Due to its shoestring budget, the Office for Civil Rights has fewer investigators than many local police departments, and its investigators have to deal with more than a hundred cases at a time. The office had a budget of $38 million in 2022 — the cost of about 20 MRI machines that can cost $1 million to $3 million a pop.

The scope of the threat is massive and the consequences of breaches severe. According to a 2021 survey by the Healthcare Information and Management Systems Society, more than two-thirds of health care organizations had a “significant” incident in the previous year — mostly phishing or ransomware attacks.

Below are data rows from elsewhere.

impl EncryptedStore {
    pub fn open(path: &std::path::Path, lifecycle: Arc<KeyLifecycle>) -> Result<Self> {
        let conn = Connection::open(path)?;
        conn.execute_batch(SCHEMA)?;
        Ok(Self {
            conn: Mutex::new(conn),
            lifecycle,
        })
    }

    pub fn open_in_memory(lifecycle: Arc<KeyLifecycle>) -> Result<Self> {
        let conn = Connection::open_in_memory()?;
        conn.execute_batch(SCHEMA)?;
        Ok(Self {
            conn: Mutex::new(conn),
            lifecycle,
        })
    }

    /// Encrypt and persist one clinical record. Returns the local id.
    ///
    /// Fails with `KeyUnavailable` unless the key lifecycle is Ready.
    pub fn add(&self, kind: EntityKind, record: &NewRecord) -> Result<i64> {
        let keys = self
            .lifecycle
            .keys()
            .map_err(|_| StorageError::KeyUnavailable)?;

        let plaintext = serde_json::to_vec(&record.data)?;
        let signature = sign_record(&keys.signing, &plaintext)?;
        let envelope = encrypt_bytes(&plaintext, &keys.encryption)?;
        let envelope_json = serde_json::to_string(&envelope)?;

        let conn = self.conn.lock();
        conn.execute(
            "INSERT INTO records (entity, session_id, timestamp, created_at, synced, envelope, signature)
             VALUES (?1, ?2, ?3, ?4, 0, ?5, ?6)",
            params![
                kind.as_str(),
                record.session_id,
                record.timestamp.timestamp_millis(),
                Utc::now().timestamp_millis(),
                envelope_json,
                signature.as_slice(),
            ],
        )?;
        let id = conn.last_insert_rowid();
        tracing::debug!(kind = kind.as_str(), id, "encrypted record stored");
        Ok(id)
    }

    /// Decrypt all rows of one kind in insertion order.
    ///
    /// A row that fails decryption or its signature check is skipped and
    /// reported; one corrupt row never hides the rest of a session's data.
    pub fn list_decrypted(&self, kind: EntityKind) -> Result<DecryptedBatch> {
        let keys = self
            .lifecycle
            .keys()
            .map_err(|_| StorageError::KeyUnavailable)?;

        let rows = {
            let conn = self.conn.lock();
            let mut stmt = conn.prepare(
                "SELECT id, session_id, timestamp, created_at, synced, envelope, signature
                 FROM records WHERE entity = ?1 ORDER BY id ASC",
            )?;
            let mapped = stmt.query_map(params![kind.as_str()], |row| {
                Ok(RawRow {
                    id: row.get(0)?,
                    session_id: row.get(1)?,
                    timestamp: row.get(2)?,
                    created_at: row.get(3)?,
                    synced: row.get::<_, i64>(4)? != 0,
                    envelope_json: row.get(5)?,
                    signature: row.get(6)?,
                })
            })?;
            mapped.collect::<rusqlite::Result<Vec<_>>>()?
        };

        let mut batch = DecryptedBatch::default();
        for row in rows {
            match decrypt_row(&row, kind, &keys.encryption, &keys.signing) {
                Ok(record) => batch.records.push(record),
                Err(reason) => {
                    tracing::warn!(id = row.id, %reason, "skipping unreadable record");
                    batch.skipped.push(SkippedRecord { id: row.id, reason });
                }
            }
        }
        Ok(batch)
    }

    /// All unsynced rows across the given kinds, payloads still encrypted.
    pub fn unsynced(&self, kinds: &[EntityKind]) -> Result<Vec<UnsyncedRecord>> {
        if kinds.is_empty() {
            return Ok(Vec::new());
        }

        let placeholders = vec!["?"; kinds.len()].join(", ");
        let sql = format!(
            "SELECT id, entity, session_id, timestamp, envelope
             FROM records WHERE synced = 0 AND entity IN ({}) ORDER BY id ASC",
            placeholders
        );

        let rows = {
            let conn = self.conn.lock();
            let mut stmt = conn.prepare(&sql)?;
            let mapped = stmt.query_map(
                params_from_iter(kinds.iter().map(|k| k.as_str())),
                |row| {
                    Ok((
                        row.get::<_, i64>(0)?,
                        row.get::<_, String>(1)?,
                        row.get::<_, String>(2)?,
                        row.get::<_, i64>(3)?,
                        row.get::<_, String>(4)?,
                    ))
                },
            )?;
            mapped.collect::<rusqlite::Result<Vec<_>>>()?
        };

        let mut records = Vec::with_capacity(rows.len());
        for (id, entity, session_id, timestamp, envelope_json) in rows {
            let kind = EntityKind::parse(&entity)
                .ok_or_else(|| StorageError::UnknownEntityKind(entity.clone()))?;
            let envelope: Envelope = serde_json::from_str(&envelope_json)?;
            records.push(UnsyncedRecord {
                id,
                kind,
                session_id,
                timestamp: millis_to_datetime(timestamp)?,
                encrypted_data: envelope,
            });
        }
        Ok(records)
    }

    /// Flip `synced` to true for confirmed ids. Returns rows updated.
    pub fn mark_synced(&self, ids: &[i64]) -> Result<usize> {
        if ids.is_empty() {
            return Ok(0);
        }

        let mut conn = self.conn.lock();
        let tx = conn.transaction()?;
        let mut updated = 0;
        for id in ids {
            updated += tx.execute("UPDATE records SET synced = 1 WHERE id = ?1", params![id])?;
        }
        tx.commit()?;
        tracing::debug!(updated, "records marked synced");
        Ok(updated)
    }

    /// One-time upgrade path for pre-encryption plaintext rows.
    ///
    /// Re-writes each legacy row as an encrypted record and consumes the
    /// source in the same transaction, so re-running is a no-op and can
    /// never duplicate records. Returns how many rows were migrated.
    pub fn migrate_legacy_plaintext(&self) -> Result<usize> {
        let keys = self
            .lifecycle
            .keys()
            .map_err(|_| StorageError::KeyUnavailable)?;

        let mut conn = self.conn.lock();
        let tx = conn.transaction()?;

        let legacy = {
            let mut stmt = tx.prepare(
                "SELECT id, entity, session_id, timestamp, created_at, payload
                 FROM legacy_records ORDER BY id ASC",
            )?;
            let mapped = stmt.query_map([], |row| {
                Ok((
                    row.get::<_, i64>(0)?,
                    row.get::<_, String>(1)?,
                    row.get::<_, String>(2)?,
                    row.get::<_, i64>(3)?,
                    row.get::<_, i64>(4)?,
                    row.get::<_, String>(5)?,
                ))
            })?;
            mapped.collect::<rusqlite::Result<Vec<_>>>()?
        };

        let mut migrated = 0;
        for (legacy_id, entity, session_id, timestamp, created_at, payload) in legacy {
            let data: Value = serde_json::from_str(&payload)?;
            let plaintext = serde_json::to_vec(&data)?;
            let signature = sign_record(&keys.signing, &plaintext)?;
            let envelope = encrypt_bytes(&plaintext, &keys.encryption)?;
            let envelope_json = serde_json::to_string(&envelope)?;

            tx.execute(
                "INSERT INTO records (entity, session_id, timestamp, created_at, synced, envelope, signature)
                 VALUES (?1, ?2, ?3, ?4, 0, ?5, ?6)",
                params![
                    entity,
                    session_id,
                    timestamp,
                    created_at,
                    envelope_json,
                    signature.as_slice(),
                ],
            )?;
            tx.execute(
                "DELETE FROM legacy_records WHERE id = ?1",
                params![legacy_id],
            )?;
            migrated += 1;
        }

        tx.commit()?;
        if migrated > 0 {
            tracing::info!(migrated, "legacy plaintext rows re-encrypted");
        }
        Ok(migrated)
    }

    /// Number of rows for one kind.
    pub fn count(&self, kind: EntityKind) -> Result<u64> {
        let conn = self.conn.lock();
        let count: i64 = conn.query_row(
            "SELECT COUNT(*) FROM records WHERE entity = ?1",
            params![kind.as_str()],
            |row| row.get(0),
        )?;
        Ok(count as u64)
    }

    /// Number of unsynced rows across all kinds. Cheap metadata read used
    /// by callers to decide whether to trigger a sync.
    pub fn unsynced_count(&self) -> Result<u64> {
        let conn = self.conn.lock();
        let count: i64 = conn.query_row(
            "SELECT COUNT(*) FROM records WHERE synced = 0",
            [],
            |row| row.get(0),
        )?;
        Ok(count as u64)
    }

    #[cfg(test)]
    fn insert_legacy_for_test(
        &self,
        kind: EntityKind,
        session_id: &str,
        timestamp: i64,
        payload: &str,
    ) {
        let conn = self.conn.lock();
        conn.execute(
            "INSERT INTO legacy_records (entity, session_id, timestamp, created_at, payload)
             VALUES (?1, ?2, ?3, ?4, ?5)",
            params![kind.as_str(), session_id, timestamp, timestamp, payload],
        )
        .unwrap();
    }

    #[cfg(test)]
    fn execute_for_test(&self, sql: &str) {
        self.conn.lock().execute(sql, []).unwrap();
    }
}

These episodes pose potentially significant financial consequences and can threaten patients’ lives. A recent report from cybersecurity company Cynerio and the Ponemon Institute, a cybersecurity research center, found that about 1 in 4 cyberattacks resulted in increased mortality by delaying care.

Experts said the health care sector is particularly vulnerable to attacks, partly due to its digital transformation and partly due to its vulnerability to ransomware. Disrupting care could endanger patients’ lives, which can leave health care organizations feeling forced to fork over ransoms. In 2021 alone, hackers accessed records of nearly 50 million people, raising privacy concerns and leaving many vulnerable to fraud.”

Read more at Politico.

With a dearth of resources, the HHS is buckling under the pressure of the overwhelming claims. Mortality rates in the United States have heightened due to the hackers stealing personal medical information. The hospitals, insurers and other companies have taken the hit with a high price tag. HIPPA is being threatened. HHS Secretary, Xavier Becerra and cybersecurity co-chairs have been examining this problem and have questioned the government’s “lack of robust and timely sharing of actionable threat information with industry partners.”